Am Morgen des 20. Novembers bekundete das Land mit drei Schweigeminuten sein Mitgefühl (dodis.ch/12323). Die Welle der Solidarität mit dem ungarischen Volk ging einher mit Protesten und Feindseligkeiten gegen sowjetische Einrichtungen. Verschiedentlich wurde vom Bundesrat der Abbruch der diplomatischen Beziehungen zur UdSSR gefordert (dodis.ch/12319). Gleichzeitig geriet der «Osthandel» der Schweizer Wirtschaft unter vermehrte Kritik der Öffentlichkeit (dodis.ch/12320). Die Schweizer Olympia-Delegation sagte ihre Teilnahme an den Wettkämpfen in Melbourne ab, um sich nicht mit sowjetischen Athleten messen zu müssen (dodis.ch/11713).

Offene Grenzen für tausende Flüchtlinge

Private spendeten 6,5 Millionen Franken und verschickten 2 Millionen Pakete mit Medikamenten und Nahrungsmitteln an die Hilfsbedürftigen (dodis.ch/12324).
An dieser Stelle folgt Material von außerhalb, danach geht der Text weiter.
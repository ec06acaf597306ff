#![allow(missing_docs)]
use criterion::{black_box, criterion_group, criterion_main, Criterion};
use pfor::fastpfor::FastPFOR;
use pfor::optpfd::OptPFD;
use pfor::IntegerCodec;
use rand::distributions::Distribution;
use rand_distr::Geometric;

/// Compressing/decompressing 1M clustered-small integers through both codecs
fn pfor_compress_decompress(c: &mut Criterion) {
    fn _dummy_compress(codec: &mut dyn IntegerCodec, data: &[u32], out: &mut [u32]) -> usize {
        let (mut inpos, mut outpos) = (0, 0);
        codec.compress(data, &mut inpos, data.len(), out, &mut outpos);
        outpos
    }

    fn _dummy_uncompress(codec: &mut dyn IntegerCodec, stream: &[u32], out: &mut [u32]) -> usize {
        let (mut inpos, mut outpos) = (0, 0);
        codec
            .uncompress(stream, &mut inpos, stream.len(), out, &mut outpos)
            .unwrap();
        outpos
    }

    let n = 1_000_000;
    let dist = Geometric::new(0.01).unwrap();
    let mut rng = rand::thread_rng();
    let data: Vec<u32> = (0..n).map(|_| dist.sample(&mut rng) as u32).collect();

    let mut fastpfor = FastPFOR::default();
    let mut optpfd = OptPFD::new();
    let mut buf = vec![0_u32; n + n / 128 * 8 + 1024];
    let mut decoded = vec![0_u32; n];

    c.bench_function(&format!("FastPFOR: compressing {} elements", n), |b| {
        b.iter(|| _dummy_compress(&mut fastpfor, black_box(&data), &mut buf))
    });

    let used = _dummy_compress(&mut fastpfor, &data, &mut buf);
    let stream = buf[..used].to_vec();
    c.bench_function(&format!("FastPFOR: decompressing {} elements", n), |b| {
        b.iter(|| _dummy_uncompress(&mut fastpfor, black_box(&stream), &mut decoded))
    });

    c.bench_function(&format!("OptPFD: compressing {} elements", n), |b| {
        b.iter(|| _dummy_compress(&mut optpfd, black_box(&data), &mut buf))
    });

    let used = _dummy_compress(&mut optpfd, &data, &mut buf);
    let stream = buf[..used].to_vec();
    c.bench_function(&format!("OptPFD: decompressing {} elements", n), |b| {
        b.iter(|| _dummy_uncompress(&mut optpfd, black_box(&stream), &mut decoded))
    });
}

criterion_group!(benches, pfor_compress_decompress);
criterion_main!(benches);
Besonders manifestierte sich der «spontane Helferwille des Volkes» in der Aufnahme ungarischer Flüchtlinge, von denen rund 11'000 in die Schweiz kamen. Schon Mitte November galt die Parole:  «Die Schweiz nimmt alle auf, die kommen wollen und hat keine Auslesekriterien aufgestellt» (dodis.ch/17173). Auf Grund der sehr grossen Nachfrage der Industrie meldeten sich zahlreiche Firmen mit der Bitte um Zuweisung ungarischer Arbeitskräfte. Erklärte Linie der Behörden war es von Beginn an, «das grösst Möglichste zu tun, um für die Flüchtlinge eine menschliche Lösung zu finden» (dodis.ch/12322).